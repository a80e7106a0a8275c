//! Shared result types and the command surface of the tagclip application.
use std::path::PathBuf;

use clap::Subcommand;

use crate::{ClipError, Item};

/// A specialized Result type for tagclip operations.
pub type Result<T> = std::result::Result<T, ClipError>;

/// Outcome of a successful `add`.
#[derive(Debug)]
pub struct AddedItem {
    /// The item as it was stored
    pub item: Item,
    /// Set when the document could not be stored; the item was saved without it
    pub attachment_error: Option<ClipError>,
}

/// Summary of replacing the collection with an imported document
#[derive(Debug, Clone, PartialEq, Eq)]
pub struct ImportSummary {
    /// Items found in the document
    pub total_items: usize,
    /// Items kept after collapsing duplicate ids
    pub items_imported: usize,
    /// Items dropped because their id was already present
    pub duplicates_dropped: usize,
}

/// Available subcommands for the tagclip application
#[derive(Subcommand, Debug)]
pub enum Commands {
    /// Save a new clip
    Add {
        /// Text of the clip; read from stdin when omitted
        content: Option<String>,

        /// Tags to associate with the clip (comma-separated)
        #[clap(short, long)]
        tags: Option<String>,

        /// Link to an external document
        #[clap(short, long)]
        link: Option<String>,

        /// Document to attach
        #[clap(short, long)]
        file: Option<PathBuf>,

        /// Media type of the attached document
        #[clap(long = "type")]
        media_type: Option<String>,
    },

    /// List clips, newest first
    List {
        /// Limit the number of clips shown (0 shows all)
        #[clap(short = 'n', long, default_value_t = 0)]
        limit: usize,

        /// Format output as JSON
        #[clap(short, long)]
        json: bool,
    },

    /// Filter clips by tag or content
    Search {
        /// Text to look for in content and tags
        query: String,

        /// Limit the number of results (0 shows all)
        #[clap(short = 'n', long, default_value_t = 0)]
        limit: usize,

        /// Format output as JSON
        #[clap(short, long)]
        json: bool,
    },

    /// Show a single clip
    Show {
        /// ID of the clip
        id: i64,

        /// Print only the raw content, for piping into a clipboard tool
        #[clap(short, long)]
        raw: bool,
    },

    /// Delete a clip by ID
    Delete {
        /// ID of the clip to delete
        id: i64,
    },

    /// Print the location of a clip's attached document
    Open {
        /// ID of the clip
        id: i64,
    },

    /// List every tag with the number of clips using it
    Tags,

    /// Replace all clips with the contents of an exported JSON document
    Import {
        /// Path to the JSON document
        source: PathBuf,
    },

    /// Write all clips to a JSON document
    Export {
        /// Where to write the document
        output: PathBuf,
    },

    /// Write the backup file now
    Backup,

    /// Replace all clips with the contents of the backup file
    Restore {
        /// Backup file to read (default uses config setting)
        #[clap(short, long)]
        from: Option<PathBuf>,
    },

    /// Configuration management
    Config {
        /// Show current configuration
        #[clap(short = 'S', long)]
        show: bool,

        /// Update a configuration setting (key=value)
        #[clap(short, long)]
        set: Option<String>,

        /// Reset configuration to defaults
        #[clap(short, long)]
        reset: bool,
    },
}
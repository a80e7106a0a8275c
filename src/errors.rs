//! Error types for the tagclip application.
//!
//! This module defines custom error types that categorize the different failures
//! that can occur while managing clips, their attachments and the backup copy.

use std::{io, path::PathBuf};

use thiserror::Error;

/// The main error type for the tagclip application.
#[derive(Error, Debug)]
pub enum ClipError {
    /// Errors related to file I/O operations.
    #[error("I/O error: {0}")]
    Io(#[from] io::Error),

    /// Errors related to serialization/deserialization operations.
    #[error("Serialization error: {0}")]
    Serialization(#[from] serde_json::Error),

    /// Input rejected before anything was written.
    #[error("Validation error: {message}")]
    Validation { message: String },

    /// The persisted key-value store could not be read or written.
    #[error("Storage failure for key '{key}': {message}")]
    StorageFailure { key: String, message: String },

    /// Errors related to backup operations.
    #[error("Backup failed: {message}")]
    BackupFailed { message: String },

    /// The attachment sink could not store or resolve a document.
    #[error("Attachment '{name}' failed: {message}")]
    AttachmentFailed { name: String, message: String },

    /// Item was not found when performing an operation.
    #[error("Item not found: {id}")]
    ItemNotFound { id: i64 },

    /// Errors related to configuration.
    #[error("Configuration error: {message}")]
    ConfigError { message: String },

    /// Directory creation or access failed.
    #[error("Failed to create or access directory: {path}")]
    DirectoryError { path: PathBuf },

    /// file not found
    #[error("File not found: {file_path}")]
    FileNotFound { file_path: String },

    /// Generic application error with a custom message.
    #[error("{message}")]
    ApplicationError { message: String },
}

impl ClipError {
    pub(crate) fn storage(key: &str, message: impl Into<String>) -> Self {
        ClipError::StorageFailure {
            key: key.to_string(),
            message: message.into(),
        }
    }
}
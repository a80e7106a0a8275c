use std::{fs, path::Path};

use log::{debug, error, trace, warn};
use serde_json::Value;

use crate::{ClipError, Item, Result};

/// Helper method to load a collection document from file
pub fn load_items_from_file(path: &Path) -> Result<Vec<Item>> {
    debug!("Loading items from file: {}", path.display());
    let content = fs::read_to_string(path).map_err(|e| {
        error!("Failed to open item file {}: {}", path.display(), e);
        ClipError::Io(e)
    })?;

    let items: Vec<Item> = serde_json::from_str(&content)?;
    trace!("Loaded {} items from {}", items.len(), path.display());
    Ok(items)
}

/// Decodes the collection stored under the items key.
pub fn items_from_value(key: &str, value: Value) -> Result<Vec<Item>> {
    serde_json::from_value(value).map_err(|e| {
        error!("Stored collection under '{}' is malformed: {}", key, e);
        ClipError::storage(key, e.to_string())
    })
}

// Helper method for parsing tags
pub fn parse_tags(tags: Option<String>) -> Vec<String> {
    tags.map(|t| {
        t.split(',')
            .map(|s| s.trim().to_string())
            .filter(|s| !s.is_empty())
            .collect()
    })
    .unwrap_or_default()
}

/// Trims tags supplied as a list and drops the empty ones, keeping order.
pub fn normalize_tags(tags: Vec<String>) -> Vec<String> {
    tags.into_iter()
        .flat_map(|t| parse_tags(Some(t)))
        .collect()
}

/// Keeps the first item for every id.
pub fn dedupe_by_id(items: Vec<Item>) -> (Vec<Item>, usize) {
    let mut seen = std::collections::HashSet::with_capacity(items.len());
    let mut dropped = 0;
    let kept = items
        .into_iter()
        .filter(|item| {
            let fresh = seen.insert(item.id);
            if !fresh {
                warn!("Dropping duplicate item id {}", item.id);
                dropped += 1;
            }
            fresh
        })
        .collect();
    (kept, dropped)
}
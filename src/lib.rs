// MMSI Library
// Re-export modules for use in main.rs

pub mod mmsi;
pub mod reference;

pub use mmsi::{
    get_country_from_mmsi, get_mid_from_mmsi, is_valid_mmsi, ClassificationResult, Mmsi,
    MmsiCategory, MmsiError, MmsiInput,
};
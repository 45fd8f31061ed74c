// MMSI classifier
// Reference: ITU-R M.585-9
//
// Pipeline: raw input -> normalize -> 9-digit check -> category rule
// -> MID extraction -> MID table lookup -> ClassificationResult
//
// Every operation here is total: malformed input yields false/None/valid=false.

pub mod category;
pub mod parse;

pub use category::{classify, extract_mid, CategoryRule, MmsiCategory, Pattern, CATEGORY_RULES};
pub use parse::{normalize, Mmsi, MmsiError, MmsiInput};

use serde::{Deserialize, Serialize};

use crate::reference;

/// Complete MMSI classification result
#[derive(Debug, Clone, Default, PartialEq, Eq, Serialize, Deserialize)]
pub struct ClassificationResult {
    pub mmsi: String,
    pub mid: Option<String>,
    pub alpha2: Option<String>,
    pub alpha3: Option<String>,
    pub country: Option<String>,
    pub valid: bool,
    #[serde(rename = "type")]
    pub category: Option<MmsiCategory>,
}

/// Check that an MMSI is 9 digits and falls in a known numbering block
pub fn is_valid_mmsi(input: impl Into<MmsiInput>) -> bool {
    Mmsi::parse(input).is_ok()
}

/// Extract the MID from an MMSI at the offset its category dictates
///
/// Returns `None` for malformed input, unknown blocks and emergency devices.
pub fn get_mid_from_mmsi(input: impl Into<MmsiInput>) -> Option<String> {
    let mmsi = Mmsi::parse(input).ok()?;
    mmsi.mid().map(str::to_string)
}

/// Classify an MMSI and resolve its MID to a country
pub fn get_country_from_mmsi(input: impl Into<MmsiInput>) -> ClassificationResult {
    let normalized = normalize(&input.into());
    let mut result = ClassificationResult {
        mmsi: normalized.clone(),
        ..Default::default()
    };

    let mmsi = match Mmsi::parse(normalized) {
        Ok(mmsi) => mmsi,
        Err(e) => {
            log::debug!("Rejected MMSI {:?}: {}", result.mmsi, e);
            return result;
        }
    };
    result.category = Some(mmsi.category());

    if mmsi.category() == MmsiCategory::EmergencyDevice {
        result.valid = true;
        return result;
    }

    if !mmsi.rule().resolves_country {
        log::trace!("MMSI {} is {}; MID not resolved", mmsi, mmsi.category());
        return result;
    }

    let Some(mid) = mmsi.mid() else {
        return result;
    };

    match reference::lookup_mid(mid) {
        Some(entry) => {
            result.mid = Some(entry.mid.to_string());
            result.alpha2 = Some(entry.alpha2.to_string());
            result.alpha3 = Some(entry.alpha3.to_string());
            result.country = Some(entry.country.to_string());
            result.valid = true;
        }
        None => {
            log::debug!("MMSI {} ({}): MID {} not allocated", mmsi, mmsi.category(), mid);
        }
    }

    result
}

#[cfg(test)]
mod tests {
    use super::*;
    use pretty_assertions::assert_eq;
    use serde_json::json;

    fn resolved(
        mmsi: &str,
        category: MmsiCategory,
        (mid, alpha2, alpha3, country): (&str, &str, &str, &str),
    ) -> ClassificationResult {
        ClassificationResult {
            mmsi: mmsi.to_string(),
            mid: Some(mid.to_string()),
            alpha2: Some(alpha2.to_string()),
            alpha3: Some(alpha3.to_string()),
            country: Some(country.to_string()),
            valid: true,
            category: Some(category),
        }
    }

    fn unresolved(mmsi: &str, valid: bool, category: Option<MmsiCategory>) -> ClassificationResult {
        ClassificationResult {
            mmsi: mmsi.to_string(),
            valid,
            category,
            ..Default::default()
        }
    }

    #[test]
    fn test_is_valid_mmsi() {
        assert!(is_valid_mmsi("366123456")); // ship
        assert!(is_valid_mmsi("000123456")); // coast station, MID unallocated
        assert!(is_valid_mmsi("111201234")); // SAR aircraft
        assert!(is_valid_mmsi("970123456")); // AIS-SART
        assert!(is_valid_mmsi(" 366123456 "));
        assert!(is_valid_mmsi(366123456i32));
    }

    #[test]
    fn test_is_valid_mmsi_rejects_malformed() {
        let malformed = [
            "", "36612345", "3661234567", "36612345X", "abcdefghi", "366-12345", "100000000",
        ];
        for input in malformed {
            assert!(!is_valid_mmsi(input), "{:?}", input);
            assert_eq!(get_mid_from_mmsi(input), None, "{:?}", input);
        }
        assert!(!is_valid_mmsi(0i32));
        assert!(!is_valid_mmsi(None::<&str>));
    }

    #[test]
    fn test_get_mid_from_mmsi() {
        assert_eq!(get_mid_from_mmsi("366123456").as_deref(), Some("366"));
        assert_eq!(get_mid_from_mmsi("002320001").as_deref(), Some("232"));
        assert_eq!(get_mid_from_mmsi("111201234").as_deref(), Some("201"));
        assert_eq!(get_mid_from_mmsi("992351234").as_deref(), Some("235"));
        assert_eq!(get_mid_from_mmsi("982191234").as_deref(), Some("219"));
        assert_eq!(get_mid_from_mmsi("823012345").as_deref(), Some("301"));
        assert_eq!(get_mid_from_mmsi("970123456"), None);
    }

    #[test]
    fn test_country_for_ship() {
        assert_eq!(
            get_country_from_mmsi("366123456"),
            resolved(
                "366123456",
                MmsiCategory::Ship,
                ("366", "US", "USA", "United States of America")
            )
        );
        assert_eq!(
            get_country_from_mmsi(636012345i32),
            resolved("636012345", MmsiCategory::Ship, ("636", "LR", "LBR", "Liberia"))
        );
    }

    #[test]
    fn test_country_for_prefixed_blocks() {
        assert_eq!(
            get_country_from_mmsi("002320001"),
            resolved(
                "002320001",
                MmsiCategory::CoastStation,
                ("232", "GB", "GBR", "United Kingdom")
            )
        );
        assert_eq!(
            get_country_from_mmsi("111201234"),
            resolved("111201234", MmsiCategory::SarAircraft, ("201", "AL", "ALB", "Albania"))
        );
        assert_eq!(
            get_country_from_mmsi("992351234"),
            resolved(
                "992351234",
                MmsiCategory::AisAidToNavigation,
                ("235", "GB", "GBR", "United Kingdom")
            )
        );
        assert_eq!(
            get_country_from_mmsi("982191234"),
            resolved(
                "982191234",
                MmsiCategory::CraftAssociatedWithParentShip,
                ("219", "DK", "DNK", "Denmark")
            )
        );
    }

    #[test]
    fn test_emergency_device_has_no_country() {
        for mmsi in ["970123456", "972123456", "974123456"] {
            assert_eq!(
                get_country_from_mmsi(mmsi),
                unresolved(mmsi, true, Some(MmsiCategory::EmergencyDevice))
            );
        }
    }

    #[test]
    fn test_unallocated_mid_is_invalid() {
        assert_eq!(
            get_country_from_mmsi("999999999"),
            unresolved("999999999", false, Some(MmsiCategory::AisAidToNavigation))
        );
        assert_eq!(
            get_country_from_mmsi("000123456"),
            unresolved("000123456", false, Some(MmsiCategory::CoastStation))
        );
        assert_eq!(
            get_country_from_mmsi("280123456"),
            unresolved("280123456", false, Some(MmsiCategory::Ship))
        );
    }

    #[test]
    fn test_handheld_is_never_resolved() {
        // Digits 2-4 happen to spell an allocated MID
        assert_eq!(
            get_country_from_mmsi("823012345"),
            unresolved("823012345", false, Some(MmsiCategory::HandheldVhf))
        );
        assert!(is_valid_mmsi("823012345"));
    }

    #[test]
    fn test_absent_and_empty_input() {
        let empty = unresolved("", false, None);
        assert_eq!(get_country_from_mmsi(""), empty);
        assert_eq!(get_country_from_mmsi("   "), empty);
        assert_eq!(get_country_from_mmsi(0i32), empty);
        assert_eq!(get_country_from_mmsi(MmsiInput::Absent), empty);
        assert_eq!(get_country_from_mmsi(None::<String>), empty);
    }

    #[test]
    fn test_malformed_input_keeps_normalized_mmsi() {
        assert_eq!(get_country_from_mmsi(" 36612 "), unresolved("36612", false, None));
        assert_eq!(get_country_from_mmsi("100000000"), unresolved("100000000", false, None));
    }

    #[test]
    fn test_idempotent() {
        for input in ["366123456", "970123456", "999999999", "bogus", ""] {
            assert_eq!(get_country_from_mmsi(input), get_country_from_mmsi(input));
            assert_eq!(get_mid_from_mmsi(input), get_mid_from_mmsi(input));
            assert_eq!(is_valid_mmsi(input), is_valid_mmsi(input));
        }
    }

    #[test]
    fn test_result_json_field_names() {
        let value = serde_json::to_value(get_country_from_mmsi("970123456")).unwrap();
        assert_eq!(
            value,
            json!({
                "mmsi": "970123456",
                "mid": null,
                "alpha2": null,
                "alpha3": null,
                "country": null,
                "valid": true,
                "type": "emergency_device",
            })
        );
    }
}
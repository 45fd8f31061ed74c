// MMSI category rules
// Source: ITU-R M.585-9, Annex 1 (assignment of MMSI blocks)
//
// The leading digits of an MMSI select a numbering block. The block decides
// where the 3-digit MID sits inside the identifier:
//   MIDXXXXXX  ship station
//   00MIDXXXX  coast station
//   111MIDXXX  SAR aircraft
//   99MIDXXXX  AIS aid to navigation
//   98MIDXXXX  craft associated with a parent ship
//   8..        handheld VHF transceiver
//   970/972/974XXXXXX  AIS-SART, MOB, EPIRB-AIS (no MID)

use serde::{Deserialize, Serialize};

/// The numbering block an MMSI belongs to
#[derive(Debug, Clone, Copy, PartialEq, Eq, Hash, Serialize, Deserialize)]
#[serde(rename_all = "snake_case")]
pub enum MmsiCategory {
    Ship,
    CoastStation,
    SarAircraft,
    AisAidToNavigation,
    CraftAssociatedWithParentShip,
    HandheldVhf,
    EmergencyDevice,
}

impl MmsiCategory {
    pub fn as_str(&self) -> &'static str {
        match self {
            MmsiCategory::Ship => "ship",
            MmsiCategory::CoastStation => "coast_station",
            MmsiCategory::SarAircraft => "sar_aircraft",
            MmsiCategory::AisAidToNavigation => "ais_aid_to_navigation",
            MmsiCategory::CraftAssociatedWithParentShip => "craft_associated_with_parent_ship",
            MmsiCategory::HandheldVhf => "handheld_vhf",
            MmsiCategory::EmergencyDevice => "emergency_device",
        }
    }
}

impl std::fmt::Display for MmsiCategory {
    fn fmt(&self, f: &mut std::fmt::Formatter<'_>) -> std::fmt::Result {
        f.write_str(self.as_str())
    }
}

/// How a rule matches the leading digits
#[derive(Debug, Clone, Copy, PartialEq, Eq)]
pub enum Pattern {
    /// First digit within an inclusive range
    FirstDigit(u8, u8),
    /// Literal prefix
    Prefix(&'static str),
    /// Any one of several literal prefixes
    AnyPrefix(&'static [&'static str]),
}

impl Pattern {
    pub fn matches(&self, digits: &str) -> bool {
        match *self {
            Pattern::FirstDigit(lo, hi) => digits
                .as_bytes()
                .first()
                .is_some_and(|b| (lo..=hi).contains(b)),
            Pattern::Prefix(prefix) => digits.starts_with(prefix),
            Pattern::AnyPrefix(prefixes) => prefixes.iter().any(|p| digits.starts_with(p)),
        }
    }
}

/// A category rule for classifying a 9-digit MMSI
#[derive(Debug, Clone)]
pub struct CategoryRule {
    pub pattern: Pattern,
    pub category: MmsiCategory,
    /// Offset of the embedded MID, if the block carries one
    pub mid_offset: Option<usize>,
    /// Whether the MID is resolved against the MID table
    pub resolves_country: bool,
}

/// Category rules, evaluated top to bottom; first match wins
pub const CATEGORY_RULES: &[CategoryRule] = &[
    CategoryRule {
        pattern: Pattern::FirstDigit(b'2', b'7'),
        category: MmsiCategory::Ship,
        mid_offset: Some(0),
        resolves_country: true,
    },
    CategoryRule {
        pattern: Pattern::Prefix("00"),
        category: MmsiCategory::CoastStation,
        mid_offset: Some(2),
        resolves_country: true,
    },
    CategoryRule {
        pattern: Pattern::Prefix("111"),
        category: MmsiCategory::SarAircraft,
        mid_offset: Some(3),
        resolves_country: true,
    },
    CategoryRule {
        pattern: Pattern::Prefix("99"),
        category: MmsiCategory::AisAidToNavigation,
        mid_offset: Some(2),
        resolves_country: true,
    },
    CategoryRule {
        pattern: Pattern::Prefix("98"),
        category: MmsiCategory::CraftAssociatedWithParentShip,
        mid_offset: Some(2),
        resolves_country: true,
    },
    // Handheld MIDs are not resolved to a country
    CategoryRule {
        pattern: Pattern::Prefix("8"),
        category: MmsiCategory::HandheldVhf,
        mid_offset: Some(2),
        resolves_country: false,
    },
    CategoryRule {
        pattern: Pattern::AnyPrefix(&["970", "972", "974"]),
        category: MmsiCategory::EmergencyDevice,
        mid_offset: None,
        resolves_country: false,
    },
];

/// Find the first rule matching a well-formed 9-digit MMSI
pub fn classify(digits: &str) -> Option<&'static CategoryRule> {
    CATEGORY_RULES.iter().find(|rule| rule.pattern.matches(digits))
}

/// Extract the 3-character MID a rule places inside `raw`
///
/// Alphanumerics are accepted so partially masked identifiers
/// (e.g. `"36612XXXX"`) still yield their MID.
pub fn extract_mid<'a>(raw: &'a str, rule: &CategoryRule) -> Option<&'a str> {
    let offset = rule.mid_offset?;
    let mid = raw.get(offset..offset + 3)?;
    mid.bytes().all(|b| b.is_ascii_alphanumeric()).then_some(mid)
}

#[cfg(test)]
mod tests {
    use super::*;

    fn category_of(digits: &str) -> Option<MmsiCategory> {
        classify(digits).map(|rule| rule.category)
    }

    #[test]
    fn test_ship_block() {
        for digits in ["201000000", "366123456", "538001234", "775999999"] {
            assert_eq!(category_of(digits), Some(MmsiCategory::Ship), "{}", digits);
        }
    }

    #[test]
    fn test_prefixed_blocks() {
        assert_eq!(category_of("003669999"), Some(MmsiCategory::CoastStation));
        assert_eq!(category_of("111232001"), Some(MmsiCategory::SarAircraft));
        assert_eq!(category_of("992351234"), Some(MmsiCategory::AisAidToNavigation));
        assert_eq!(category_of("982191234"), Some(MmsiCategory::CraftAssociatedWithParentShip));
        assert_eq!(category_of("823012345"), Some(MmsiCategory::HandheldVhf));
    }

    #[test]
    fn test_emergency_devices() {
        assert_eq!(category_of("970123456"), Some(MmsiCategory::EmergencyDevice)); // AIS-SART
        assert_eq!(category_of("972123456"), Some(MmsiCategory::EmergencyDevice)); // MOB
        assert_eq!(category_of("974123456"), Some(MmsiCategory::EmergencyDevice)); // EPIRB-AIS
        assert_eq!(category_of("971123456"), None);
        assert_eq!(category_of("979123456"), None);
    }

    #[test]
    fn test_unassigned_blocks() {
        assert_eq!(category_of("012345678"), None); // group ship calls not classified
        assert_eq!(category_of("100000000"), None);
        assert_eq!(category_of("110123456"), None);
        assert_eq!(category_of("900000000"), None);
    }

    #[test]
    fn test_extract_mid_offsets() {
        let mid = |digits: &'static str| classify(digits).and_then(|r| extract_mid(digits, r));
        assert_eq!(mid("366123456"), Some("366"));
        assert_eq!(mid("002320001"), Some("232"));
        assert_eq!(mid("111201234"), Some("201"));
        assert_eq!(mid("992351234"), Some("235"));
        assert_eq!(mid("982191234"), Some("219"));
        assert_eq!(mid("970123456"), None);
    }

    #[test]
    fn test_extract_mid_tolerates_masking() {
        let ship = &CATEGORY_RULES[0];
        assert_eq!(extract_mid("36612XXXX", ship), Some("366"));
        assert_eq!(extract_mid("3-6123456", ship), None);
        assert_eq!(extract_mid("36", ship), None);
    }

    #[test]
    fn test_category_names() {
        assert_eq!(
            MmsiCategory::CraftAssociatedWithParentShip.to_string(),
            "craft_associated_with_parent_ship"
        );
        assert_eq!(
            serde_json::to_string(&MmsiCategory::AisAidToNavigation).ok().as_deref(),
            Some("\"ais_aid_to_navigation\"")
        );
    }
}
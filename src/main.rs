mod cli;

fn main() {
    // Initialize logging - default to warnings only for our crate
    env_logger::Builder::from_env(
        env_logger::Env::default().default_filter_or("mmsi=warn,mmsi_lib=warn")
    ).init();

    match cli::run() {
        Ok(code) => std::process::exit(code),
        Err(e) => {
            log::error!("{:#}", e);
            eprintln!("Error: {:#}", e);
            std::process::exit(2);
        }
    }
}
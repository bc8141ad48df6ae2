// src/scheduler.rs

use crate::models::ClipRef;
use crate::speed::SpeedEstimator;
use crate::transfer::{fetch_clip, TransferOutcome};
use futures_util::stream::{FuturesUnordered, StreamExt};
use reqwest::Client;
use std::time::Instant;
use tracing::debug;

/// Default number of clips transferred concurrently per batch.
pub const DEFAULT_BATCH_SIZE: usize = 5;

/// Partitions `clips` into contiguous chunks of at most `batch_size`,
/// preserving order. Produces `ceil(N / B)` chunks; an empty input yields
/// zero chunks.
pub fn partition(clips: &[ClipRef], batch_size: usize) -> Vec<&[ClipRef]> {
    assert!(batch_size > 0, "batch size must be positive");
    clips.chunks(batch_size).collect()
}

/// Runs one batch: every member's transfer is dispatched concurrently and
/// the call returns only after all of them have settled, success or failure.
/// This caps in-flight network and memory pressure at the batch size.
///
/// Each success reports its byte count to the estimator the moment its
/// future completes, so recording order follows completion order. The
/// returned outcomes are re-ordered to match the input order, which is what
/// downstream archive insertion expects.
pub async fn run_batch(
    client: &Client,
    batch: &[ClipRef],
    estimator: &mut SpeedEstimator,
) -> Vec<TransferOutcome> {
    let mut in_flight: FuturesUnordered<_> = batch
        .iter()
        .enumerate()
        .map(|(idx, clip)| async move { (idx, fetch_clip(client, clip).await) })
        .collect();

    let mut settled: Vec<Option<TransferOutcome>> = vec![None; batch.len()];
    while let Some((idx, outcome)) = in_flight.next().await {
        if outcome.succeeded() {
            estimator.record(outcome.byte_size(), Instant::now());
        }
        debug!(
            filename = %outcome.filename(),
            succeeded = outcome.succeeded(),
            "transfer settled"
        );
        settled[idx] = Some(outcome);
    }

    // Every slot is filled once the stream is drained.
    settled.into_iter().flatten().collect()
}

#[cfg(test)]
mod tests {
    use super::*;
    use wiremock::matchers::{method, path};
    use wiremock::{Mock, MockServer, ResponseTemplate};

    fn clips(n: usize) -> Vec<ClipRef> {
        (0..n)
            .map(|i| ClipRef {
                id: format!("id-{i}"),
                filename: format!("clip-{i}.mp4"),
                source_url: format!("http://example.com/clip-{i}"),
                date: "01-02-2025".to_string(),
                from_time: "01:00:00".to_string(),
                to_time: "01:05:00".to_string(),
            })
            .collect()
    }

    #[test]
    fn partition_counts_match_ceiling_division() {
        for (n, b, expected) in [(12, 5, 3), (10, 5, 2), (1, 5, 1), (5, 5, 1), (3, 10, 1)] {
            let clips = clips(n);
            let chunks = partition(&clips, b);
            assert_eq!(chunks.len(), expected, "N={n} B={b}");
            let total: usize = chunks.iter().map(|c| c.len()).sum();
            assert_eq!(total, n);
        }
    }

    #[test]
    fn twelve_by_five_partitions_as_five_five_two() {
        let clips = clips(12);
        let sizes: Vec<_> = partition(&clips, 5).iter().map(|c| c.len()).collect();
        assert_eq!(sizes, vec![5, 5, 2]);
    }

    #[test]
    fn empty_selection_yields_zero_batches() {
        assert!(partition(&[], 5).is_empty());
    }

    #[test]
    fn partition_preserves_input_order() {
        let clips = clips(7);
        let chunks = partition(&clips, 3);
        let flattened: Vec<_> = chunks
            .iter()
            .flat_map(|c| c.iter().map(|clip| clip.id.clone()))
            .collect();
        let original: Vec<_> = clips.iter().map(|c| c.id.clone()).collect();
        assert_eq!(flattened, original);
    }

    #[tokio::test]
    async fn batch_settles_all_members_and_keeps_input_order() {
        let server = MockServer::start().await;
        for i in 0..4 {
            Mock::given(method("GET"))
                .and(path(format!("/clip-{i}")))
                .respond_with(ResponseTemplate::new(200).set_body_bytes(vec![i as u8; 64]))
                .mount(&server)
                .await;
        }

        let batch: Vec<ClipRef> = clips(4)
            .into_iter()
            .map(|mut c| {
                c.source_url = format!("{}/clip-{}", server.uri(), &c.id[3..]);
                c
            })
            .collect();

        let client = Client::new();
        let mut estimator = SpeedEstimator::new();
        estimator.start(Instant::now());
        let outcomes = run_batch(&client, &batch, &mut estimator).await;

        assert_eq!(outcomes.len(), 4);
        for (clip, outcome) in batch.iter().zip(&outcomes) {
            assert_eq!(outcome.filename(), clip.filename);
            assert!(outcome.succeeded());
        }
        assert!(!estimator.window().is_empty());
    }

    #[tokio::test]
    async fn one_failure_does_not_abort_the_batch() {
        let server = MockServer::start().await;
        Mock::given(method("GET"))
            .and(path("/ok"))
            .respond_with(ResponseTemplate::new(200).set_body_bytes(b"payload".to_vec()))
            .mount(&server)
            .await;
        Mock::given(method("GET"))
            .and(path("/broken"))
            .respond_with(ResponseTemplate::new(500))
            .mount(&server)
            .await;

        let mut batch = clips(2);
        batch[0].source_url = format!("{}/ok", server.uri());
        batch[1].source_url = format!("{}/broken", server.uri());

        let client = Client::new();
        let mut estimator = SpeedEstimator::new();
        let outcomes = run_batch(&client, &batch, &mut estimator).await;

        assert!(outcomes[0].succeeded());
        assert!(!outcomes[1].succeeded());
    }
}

• • •

◆ Problem requirements
With the line holding "Eq, Serialize, Deserialize)]" as the first and the line holding "let mmsi = Mmsi::parse(input).ok()?;" as the last, set down that range of the entries above exactly, and nothing else.

◆ Written answer
#[derive(Debug, Clone, Default, PartialEq, Eq, Serialize, Deserialize)]
pub struct ClassificationResult {
    pub mmsi: String,
    pub mid: Option<String>,
    pub alpha2: Option<String>,
    pub alpha3: Option<String>,
    pub country: Option<String>,
    pub valid: bool,
    #[serde(rename = "type")]
    pub category: Option<MmsiCategory>,
}

/// Check that an MMSI is 9 digits and falls in a known numbering block
pub fn is_valid_mmsi(input: impl Into<MmsiInput>) -> bool {
    Mmsi::parse(input).is_ok()
}

/// Extract the MID from an MMSI at the offset its category dictates
///
/// Returns `None` for malformed input, unknown blocks and emergency devices.
pub fn get_mid_from_mmsi(input: impl Into<MmsiInput>) -> Option<String> {
    let mmsi = Mmsi::parse(input).ok()?;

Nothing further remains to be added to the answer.